(Source material begins)

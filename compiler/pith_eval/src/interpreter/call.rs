//! Function calls and class instantiation.

use std::rc::Rc;

use pith_ir::{Arg, Instruction, Name};

use super::frame_guard::FrameGuard;
use super::Interpreter;
use crate::builtins::{call_builtin, reject_keywords};
use crate::diagnostics::{CallStack, StackFrame};
use crate::environment::{Closure, ScopeKind};
use crate::errors::{not_callable, recursion_limit, takes_no_arguments};
use crate::exec::args::ArgumentSet;
use crate::unwind::{ControlAction, ExecResult};
use crate::value::{Builtin, Callee, ClassRef, ClassValue, FunctionValue, ObjectRef, UserFunction, Value};

impl Interpreter {
    /// Call `func` with the arguments at `site`, evaluated in the caller.
    pub(super) fn call_function(
        &self,
        func: &FunctionValue,
        args: &[Arg],
        site: &Instruction,
        call_stack: &mut CallStack,
        closure: &Closure,
    ) -> ExecResult {
        match func.callee() {
            Callee::Builtin(builtin) => {
                let values = self.eval_builtin_args(*builtin, args, call_stack, closure)?;
                Ok(call_builtin(*builtin, func.receiver(), values, &self.print_handler)?)
            }
            Callee::User(user) => {
                let mut binder = ArgumentSet::new(&user.def.name, &user.def.params);

                let mut positional: Vec<Value> = func.receiver().cloned().into_iter().collect();
                for arg in args {
                    if let Arg::Positional(expr) = arg {
                        positional.push(self.eval(expr, call_stack, closure, None)?);
                    }
                }
                binder.bind_positional(positional)?;

                for arg in args {
                    if let Arg::Keyword(name, expr) = arg {
                        let value = self.eval(expr, call_stack, closure, None)?;
                        binder.bind_keyword(Name::clone(name), value)?;
                    }
                }

                let bound = binder.finish(&user.defaults)?;
                self.invoke(user, bound, site, call_stack)
            }
        }
    }

    /// Builtins accept positional arguments only; they never push a frame.
    fn eval_builtin_args(
        &self,
        builtin: Builtin,
        args: &[Arg],
        call_stack: &mut CallStack,
        closure: &Closure,
    ) -> ExecResult<Vec<Value>> {
        let keyword_count = args
            .iter()
            .filter(|arg| matches!(arg, Arg::Keyword(..)))
            .count();
        reject_keywords(builtin, keyword_count)?;
        args.iter()
            .map(|arg| self.eval(arg.value(), call_stack, closure, None))
            .collect()
    }

    /// Run a user function body in a fresh scope on top of its captured closure.
    #[tracing::instrument(
        level = "debug",
        skip_all,
        fields(function = %user.def.name, depth = call_stack.call_depth())
    )]
    fn invoke(
        &self,
        user: &UserFunction,
        bound: Vec<(Name, Value)>,
        site: &Instruction,
        call_stack: &mut CallStack,
    ) -> ExecResult {
        if let Some(max) = self.max_call_depth {
            if call_stack.call_depth() >= max {
                return Err(recursion_limit().into());
            }
        }

        let scope = user.closure.extend(ScopeKind::Function);
        for (name, value) in bound {
            scope.define(name, value);
        }

        let (line, expression) = call_site(site, call_stack.current_frame());
        let mut frame = FrameGuard::enter(call_stack, line, expression, Name::clone(&user.def.name));
        match self.exec_block(&user.def.body, &mut frame, &scope) {
            Ok(()) => Ok(Value::None),
            Err(ControlAction::Return(value)) => Ok(value),
            Err(other) => Err(other),
        }
    }

    /// `Class(...)`: build the instance, then run `__init__` if one is found.
    ///
    /// A class with no `__init__` anywhere on its inheritance chain accepts no
    /// arguments; passing any raises `TypeError: C() takes no arguments`.
    pub(super) fn construct(
        &self,
        class: &ClassRef,
        args: &[Arg],
        site: &Instruction,
        call_stack: &mut CallStack,
        closure: &Closure,
    ) -> ExecResult<ObjectRef> {
        let object = ClassValue::create_object(class);
        match class.lookup("__init__") {
            Some(Value::Function(init)) => {
                let bound = init.bind(Value::Object(Rc::clone(&object)));
                self.call_function(&bound, args, site, call_stack, closure)?;
            }
            Some(other) => return Err(not_callable(&other.type_name()).into()),
            None if args.is_empty() => {}
            None => return Err(takes_no_arguments(class.name()).into()),
        }
        Ok(object)
    }
}

/// Line and source text recorded for a new frame.
fn call_site(site: &Instruction, current: &StackFrame) -> (u32, Rc<str>) {
    if site.location.is_dummy() {
        return (current.line, Rc::clone(&current.expression));
    }
    let expression = if site.source.is_empty() {
        Rc::clone(&current.expression)
    } else {
        Rc::clone(&site.source)
    };
    (site.location.line, expression)
}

(Source material ends)

Repeat the data in full, keeping each word exactly as it is.

Solution to this problem
filename compiler/pith_eval/src/interpreter/call.rs
//! Function calls and class instantiation.

use std::rc::Rc;

use pith_ir::{Arg, Instruction, Name};

use super::frame_guard::FrameGuard;
use super::Interpreter;
use crate::builtins::{call_builtin, reject_keywords};
use crate::diagnostics::{CallStack, StackFrame};
use crate::environment::{Closure, ScopeKind};
use crate::errors::{not_callable, recursion_limit, takes_no_arguments};
use crate::exec::args::ArgumentSet;
use crate::unwind::{ControlAction, ExecResult};
use crate::value::{Builtin, Callee, ClassRef, ClassValue, FunctionValue, ObjectRef, UserFunction, Value};

impl Interpreter {
    /// Call `func` with the arguments at `site`, evaluated in the caller.
    pub(super) fn call_function(
        &self,
        func: &FunctionValue,
        args: &[Arg],
        site: &Instruction,
        call_stack: &mut CallStack,
        closure: &Closure,
    ) -> ExecResult {
        match func.callee() {
            Callee::Builtin(builtin) => {
                let values = self.eval_builtin_args(*builtin, args, call_stack, closure)?;
                Ok(call_builtin(*builtin, func.receiver(), values, &self.print_handler)?)
            }
            Callee::User(user) => {
                let mut binder = ArgumentSet::new(&user.def.name, &user.def.params);

                let mut positional: Vec<Value> = func.receiver().cloned().into_iter().collect();
                for arg in args {
                    if let Arg::Positional(expr) = arg {
                        positional.push(self.eval(expr, call_stack, closure, None)?);
                    }
                }
                binder.bind_positional(positional)?;

                for arg in args {
                    if let Arg::Keyword(name, expr) = arg {
                        let value = self.eval(expr, call_stack, closure, None)?;
                        binder.bind_keyword(Name::clone(name), value)?;
                    }
                }

                let bound = binder.finish(&user.defaults)?;
                self.invoke(user, bound, site, call_stack)
            }
        }
    }

    /// Builtins accept positional arguments only; they never push a frame.
    fn eval_builtin_args(
        &self,
        builtin: Builtin,
        args: &[Arg],
        call_stack: &mut CallStack,
        closure: &Closure,
    ) -> ExecResult<Vec<Value>> {
        let keyword_count = args
            .iter()
            .filter(|arg| matches!(arg, Arg::Keyword(..)))
            .count();
        reject_keywords(builtin, keyword_count)?;
        args.iter()
            .map(|arg| self.eval(arg.value(), call_stack, closure, None))
            .collect()
    }

    /// Run a user function body in a fresh scope on top of its captured closure.
    #[tracing::instrument(
        level = "debug",
        skip_all,
        fields(function = %user.def.name, depth = call_stack.call_depth())
    )]
    fn invoke(
        &self,
        user: &UserFunction,
        bound: Vec<(Name, Value)>,
        site: &Instruction,
        call_stack: &mut CallStack,
    ) -> ExecResult {
        if let Some(max) = self.max_call_depth {
            if call_stack.call_depth() >= max {
                return Err(recursion_limit().into());
            }
        }

        let scope = user.closure.extend(ScopeKind::Function);
        for (name, value) in bound {
            scope.define(name, value);
        }

        let (line, expression) = call_site(site, call_stack.current_frame());
        let mut frame = FrameGuard::enter(call_stack, line, expression, Name::clone(&user.def.name));
        match self.exec_block(&user.def.body, &mut frame, &scope) {
            Ok(()) => Ok(Value::None),
            Err(ControlAction::Return(value)) => Ok(value),
            Err(other) => Err(other),
        }
    }

    /// `Class(...)`: build the instance, then run `__init__` if one is found.
    ///
    /// A class with no `__init__` anywhere on its inheritance chain accepts no
    /// arguments; passing any raises `TypeError: C() takes no arguments`.
    pub(super) fn construct(
        &self,
        class: &ClassRef,
        args: &[Arg],
        site: &Instruction,
        call_stack: &mut CallStack,
        closure: &Closure,
    ) -> ExecResult<ObjectRef> {
        let object = ClassValue::create_object(class);
        match class.lookup("__init__") {
            Some(Value::Function(init)) => {
                let bound = init.bind(Value::Object(Rc::clone(&object)));
                self.call_function(&bound, args, site, call_stack, closure)?;
            }
            Some(other) => return Err(not_callable(&other.type_name()).into()),
            None if args.is_empty() => {}
            None => return Err(takes_no_arguments(class.name()).into()),
        }
        Ok(object)
    }
}

/// Line and source text recorded for a new frame.
fn call_site(site: &Instruction, current: &StackFrame) -> (u32, Rc<str>) {
    if site.location.is_dummy() {
        return (current.line, Rc::clone(&current.expression));
    }
    let expression = if site.source.is_empty() {
        Rc::clone(&current.expression)
    } else {
        Rc::clone(&site.source)
    };
    (site.location.line, expression)
}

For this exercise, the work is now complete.